Problem to solve:
What lines in the entries below contain the word "after"? Copy all of them.

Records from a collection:
########################################
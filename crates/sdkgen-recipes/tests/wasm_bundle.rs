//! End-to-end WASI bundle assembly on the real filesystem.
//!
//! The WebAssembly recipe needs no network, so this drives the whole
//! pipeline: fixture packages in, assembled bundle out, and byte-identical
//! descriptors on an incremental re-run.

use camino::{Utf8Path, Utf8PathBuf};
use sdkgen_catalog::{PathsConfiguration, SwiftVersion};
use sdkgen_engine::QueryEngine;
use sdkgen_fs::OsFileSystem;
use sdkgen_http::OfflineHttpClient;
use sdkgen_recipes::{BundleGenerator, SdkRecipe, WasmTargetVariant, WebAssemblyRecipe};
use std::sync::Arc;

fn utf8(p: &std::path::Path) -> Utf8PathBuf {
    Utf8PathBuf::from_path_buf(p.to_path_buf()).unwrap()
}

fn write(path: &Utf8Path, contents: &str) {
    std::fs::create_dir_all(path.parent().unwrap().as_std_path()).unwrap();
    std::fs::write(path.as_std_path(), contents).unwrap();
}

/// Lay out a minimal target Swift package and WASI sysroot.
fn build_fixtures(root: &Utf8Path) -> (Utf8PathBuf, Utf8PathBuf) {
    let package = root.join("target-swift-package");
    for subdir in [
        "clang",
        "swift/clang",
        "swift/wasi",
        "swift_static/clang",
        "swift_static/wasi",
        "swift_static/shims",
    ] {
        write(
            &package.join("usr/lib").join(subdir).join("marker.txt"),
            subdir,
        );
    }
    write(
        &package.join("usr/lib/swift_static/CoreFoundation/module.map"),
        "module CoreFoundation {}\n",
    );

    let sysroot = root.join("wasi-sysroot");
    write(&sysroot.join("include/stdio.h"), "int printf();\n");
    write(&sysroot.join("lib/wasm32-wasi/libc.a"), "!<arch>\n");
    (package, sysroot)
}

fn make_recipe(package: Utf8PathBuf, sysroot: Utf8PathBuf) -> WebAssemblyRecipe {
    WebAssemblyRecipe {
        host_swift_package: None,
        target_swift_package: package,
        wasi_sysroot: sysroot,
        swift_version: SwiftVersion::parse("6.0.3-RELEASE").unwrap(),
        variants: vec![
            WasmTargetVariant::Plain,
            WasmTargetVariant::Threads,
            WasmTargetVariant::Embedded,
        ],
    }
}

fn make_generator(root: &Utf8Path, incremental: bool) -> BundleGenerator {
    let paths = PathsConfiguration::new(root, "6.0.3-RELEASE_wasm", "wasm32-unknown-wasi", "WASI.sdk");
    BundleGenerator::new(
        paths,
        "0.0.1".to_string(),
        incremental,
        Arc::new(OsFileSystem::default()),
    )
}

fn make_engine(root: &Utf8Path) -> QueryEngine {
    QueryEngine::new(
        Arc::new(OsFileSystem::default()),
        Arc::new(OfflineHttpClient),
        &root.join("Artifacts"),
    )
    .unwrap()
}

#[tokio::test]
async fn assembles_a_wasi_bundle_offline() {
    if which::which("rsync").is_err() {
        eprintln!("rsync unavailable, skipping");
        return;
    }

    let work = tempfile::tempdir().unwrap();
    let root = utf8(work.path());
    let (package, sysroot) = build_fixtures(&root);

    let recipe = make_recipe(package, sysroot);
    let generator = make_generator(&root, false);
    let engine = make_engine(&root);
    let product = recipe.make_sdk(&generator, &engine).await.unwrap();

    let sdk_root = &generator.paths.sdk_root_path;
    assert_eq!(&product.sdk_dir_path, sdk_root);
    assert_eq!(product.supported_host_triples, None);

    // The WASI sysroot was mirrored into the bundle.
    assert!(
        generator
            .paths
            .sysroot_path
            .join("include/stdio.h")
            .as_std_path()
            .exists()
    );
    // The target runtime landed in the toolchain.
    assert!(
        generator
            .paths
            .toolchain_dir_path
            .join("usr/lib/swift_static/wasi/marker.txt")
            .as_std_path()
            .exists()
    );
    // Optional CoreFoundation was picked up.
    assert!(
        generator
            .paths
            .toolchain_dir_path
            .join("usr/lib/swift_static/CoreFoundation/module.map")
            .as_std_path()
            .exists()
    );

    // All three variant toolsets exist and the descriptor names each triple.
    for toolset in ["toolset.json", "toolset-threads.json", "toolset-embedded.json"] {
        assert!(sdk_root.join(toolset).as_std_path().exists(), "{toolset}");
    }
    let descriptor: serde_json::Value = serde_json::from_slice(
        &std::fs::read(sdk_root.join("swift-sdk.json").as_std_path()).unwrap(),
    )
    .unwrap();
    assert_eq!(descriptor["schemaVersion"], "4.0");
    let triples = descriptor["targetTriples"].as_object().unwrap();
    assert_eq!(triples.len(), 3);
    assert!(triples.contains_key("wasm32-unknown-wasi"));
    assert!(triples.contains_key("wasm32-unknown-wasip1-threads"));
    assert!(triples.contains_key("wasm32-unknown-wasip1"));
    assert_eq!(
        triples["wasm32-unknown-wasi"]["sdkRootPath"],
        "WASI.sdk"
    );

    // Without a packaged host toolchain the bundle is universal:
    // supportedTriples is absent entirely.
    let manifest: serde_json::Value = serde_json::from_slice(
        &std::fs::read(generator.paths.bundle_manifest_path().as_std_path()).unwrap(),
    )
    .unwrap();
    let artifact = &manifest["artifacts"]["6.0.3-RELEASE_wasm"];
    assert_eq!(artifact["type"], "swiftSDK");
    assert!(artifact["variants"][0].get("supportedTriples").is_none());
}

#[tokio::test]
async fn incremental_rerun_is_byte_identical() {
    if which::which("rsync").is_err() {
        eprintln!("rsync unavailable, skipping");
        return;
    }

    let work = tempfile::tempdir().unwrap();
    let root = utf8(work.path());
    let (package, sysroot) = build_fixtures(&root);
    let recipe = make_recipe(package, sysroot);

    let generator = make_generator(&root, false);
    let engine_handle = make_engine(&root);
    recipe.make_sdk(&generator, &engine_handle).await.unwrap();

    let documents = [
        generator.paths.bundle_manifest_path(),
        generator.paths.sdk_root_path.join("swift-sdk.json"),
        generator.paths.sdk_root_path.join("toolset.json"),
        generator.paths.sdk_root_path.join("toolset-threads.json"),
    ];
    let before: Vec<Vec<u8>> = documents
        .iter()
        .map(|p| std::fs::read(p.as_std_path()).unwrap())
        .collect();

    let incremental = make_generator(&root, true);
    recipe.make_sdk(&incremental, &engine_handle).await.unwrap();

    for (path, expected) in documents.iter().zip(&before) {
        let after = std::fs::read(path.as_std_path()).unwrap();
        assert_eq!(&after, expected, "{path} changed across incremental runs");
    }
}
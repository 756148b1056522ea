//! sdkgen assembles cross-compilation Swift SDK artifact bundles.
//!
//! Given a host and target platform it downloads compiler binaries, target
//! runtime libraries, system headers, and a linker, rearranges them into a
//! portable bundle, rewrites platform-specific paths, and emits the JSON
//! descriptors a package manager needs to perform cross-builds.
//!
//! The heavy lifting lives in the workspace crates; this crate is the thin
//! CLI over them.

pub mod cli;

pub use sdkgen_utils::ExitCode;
########################################
Response to this exercise:
        let after = std::fs::read(path.as_std_path()).unwrap();
        assert_eq!(&after, expected, "{path} changed across incremental runs");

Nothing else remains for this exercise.